The first two checkboxes, Perform ASA Calculation and Re-check bead ASA, enable or disable these operations. Both are recommended (default).

Next is the choice of the ASA method for operating on the atomic structure (PDB file), Voronoi Tessellation or Rolling Sphere. Rolling Sphere is the default.

• In the ASA Probe Radius [Å] field, you set the radius of the hypothetical (water) molecule used to probe the surface of the molecule for accessibility. The default value is 1.4 Å.
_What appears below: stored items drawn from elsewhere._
//! The application service seam.
//!
//! Scheduling, storage and deployment semantics live behind
//! [`ApplicationService`]; this crate only transports calls to it.

use std::future::Future;

use crate::api::status::Status;
use crate::api::types::{
    Application, GetApplicationRequest, ListApplicationsRequest, ListApplicationsResponse,
};

/// Handles application lifecycle calls arriving on the remote-call listener.
pub trait ApplicationService: Send + Sync + 'static {
    fn list_applications(
        &self,
        request: ListApplicationsRequest,
    ) -> impl Future<Output = Result<ListApplicationsResponse, Status>> + Send;

    fn get_application(
        &self,
        request: GetApplicationRequest,
    ) -> impl Future<Output = Result<Application, Status>> + Send;

    fn create_application(
        &self,
        application: Application,
    ) -> impl Future<Output = Result<Application, Status>> + Send;
}

/// Answers every call with [`Code::Unimplemented`](crate::api::Code::Unimplemented).
#[derive(Debug, Clone, Copy, Default)]
pub struct UnimplementedApplications;

impl ApplicationService for UnimplementedApplications {
    async fn list_applications(
        &self,
        _request: ListApplicationsRequest,
    ) -> Result<ListApplicationsResponse, Status> {
        Err(Status::unimplemented("ListApplications is not implemented"))
    }

    async fn get_application(&self, _request: GetApplicationRequest) -> Result<Application, Status> {
        Err(Status::unimplemented("GetApplication is not implemented"))
    }

    async fn create_application(&self, _application: Application) -> Result<Application, Status> {
        Err(Status::unimplemented("CreateApplication is not implemented"))
    }
}
//! Network layer subsystem.
//!
//! # Data Flow
//! ```text
//! Incoming TCP connection
//!     → listener.rs (accept, connection limits)
//!     → connection.rs (id + open-connection accounting)
//!     → serve.rs (hyper connection driving an axum Router)
//!
//! Connection States:
//!     Active → Draining (graceful shutdown requested) → Closed
//!                      ↘ Aborted (deadline passed)
//! ```
//!
//! # Design Decisions
//! - Bounded accept prevents resource exhaustion
//! - Each connection tracked so shutdown can report what it cut off
//! - The same serving loop backs both the remote-call and the HTTP listener

pub mod connection;
pub mod listener;
pub mod serve;

pub use listener::{Listener, ListenerError};
pub use serve::ServingListener;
• Likewise, in the ASA Probe Recheck Radius [Å] field, you set the radius of the probe used to re-check the beads in the final bead model for accessibility. This entry is used for all bead models except for vdW models when their hydrodynamic properties are then calculated with the GRPY method (see below). The default value is 1.4 Å.

• In the SOMO ASA Threshold [Ų] field, you set the accessible surface area threshold above which a main- or side-chain will be considered exposed to the solvent in the SoMo method. The default value is 20 Ų.
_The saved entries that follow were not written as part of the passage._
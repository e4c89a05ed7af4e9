//! Configuration validation.
//!
//! # Responsibilities
//! - Semantic validation (serde handles syntactic)
//! - Validate value ranges (timeouts > 0, limits > 0)
//! - Detect listeners that would bind the same address
//!
//! # Design Decisions
//! - Returns all validation errors, not just first
//! - Validation is pure function: ServerConfig → Result<(), Vec<ValidationError>>
//! - Runs before config is accepted into the system

use std::net::SocketAddr;

use thiserror::Error;
use tokio::sync::Semaphore;
use tracing_subscriber::EnvFilter;

use crate::config::schema::{ServerConfig, MAX_TIMEOUT_SECS};

const MAX_PERMITS: u64 = Semaphore::MAX_PERMITS as u64;

/// A single semantic problem with a configuration.
#[derive(Debug, Clone, PartialEq, Eq, Error)]
pub enum ValidationError {
    #[error("{field}: invalid socket address '{value}'")]
    InvalidAddress { field: &'static str, value: String },

    #[error("rpc listener {rpc} and http listener {http} bind the same port")]
    AddressConflict { rpc: SocketAddr, http: SocketAddr },

    #[error("{field} must be greater than zero")]
    Zero { field: &'static str },

    #[error("{field} must be at most {max}")]
    TooLarge { field: &'static str, max: u64 },

    #[error("observability.log_level: invalid filter '{0}'")]
    InvalidLogLevel(String),
}

/// Validate a parsed configuration.
pub fn validate_config(config: &ServerConfig) -> Result<(), Vec<ValidationError>> {
    let mut errors = Vec::new();

    let rpc = parse_address("rpc.bind_address", &config.rpc.bind_address, &mut errors);
    let http = parse_address("http.bind_address", &config.http.bind_address, &mut errors);
    if let (Some(rpc), Some(http)) = (rpc, http) {
        if addresses_overlap(rpc, http) {
            errors.push(ValidationError::AddressConflict { rpc, http });
        }
    }

    let bounded = [
        ("rpc.max_connections", config.rpc.max_connections as u64, MAX_PERMITS),
        ("http.max_connections", config.http.max_connections as u64, MAX_PERMITS),
        ("shutdown.http_timeout_secs", config.shutdown.http_timeout_secs, MAX_TIMEOUT_SECS),
        ("timeouts.request_secs", config.timeouts.request_secs, MAX_TIMEOUT_SECS),
    ];
    for (field, value, max) in bounded {
        if value == 0 {
            errors.push(ValidationError::Zero { field });
        } else if value > max {
            errors.push(ValidationError::TooLarge { field, max });
        }
    }

    if EnvFilter::try_new(&config.observability.log_level).is_err() {
        errors.push(ValidationError::InvalidLogLevel(
            config.observability.log_level.clone(),
        ));
    }

    if errors.is_empty() {
        Ok(())
    } else {
        Err(errors)
    }
}

/// Two listeners overlap when they share a non-ephemeral port and either
/// binds the same IP or one of them binds every interface.
fn addresses_overlap(a: SocketAddr, b: SocketAddr) -> bool {
    a.port() == b.port()
        && a.port() != 0
        && (a.ip() == b.ip() || a.ip().is_unspecified() || b.ip().is_unspecified())
}

fn parse_address(
    field: &'static str,
    value: &str,
    errors: &mut Vec<ValidationError>,
) -> Option<SocketAddr> {
    match value.parse() {
        Ok(addr) => Some(addr),
        Err(_) => {
            errors.push(ValidationError::InvalidAddress {
                field,
                value: value.to_string(),
            });
            None
        }
    }
}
• The SOMO Bead ASA Threshold % field lets you set the % of the surface of a bead that must be at least accessible to re-classify as exposed a bead previously considered to be buried in the SoMo method. Beads are initially assigned as being buried or exposed based on the status of the main- or side-chain they represent. However, during overlap removal some beads initially classified as buried may become exposed, hence the need to re-check their status. This operation is performed if the Re-check bead ASA checkbox is selected (recommended). The default value is 50% for SoMo-type beads.

• Likewise, in the Grid ASA Threshold [Ų] field, you set the accessible surface area threshold above which primary beads will be considered to be exposed to the solvent in the AtoB (Grid) method. This will allow a better treatment of the beads during the overlap removal phase. The default value is 10 Ų.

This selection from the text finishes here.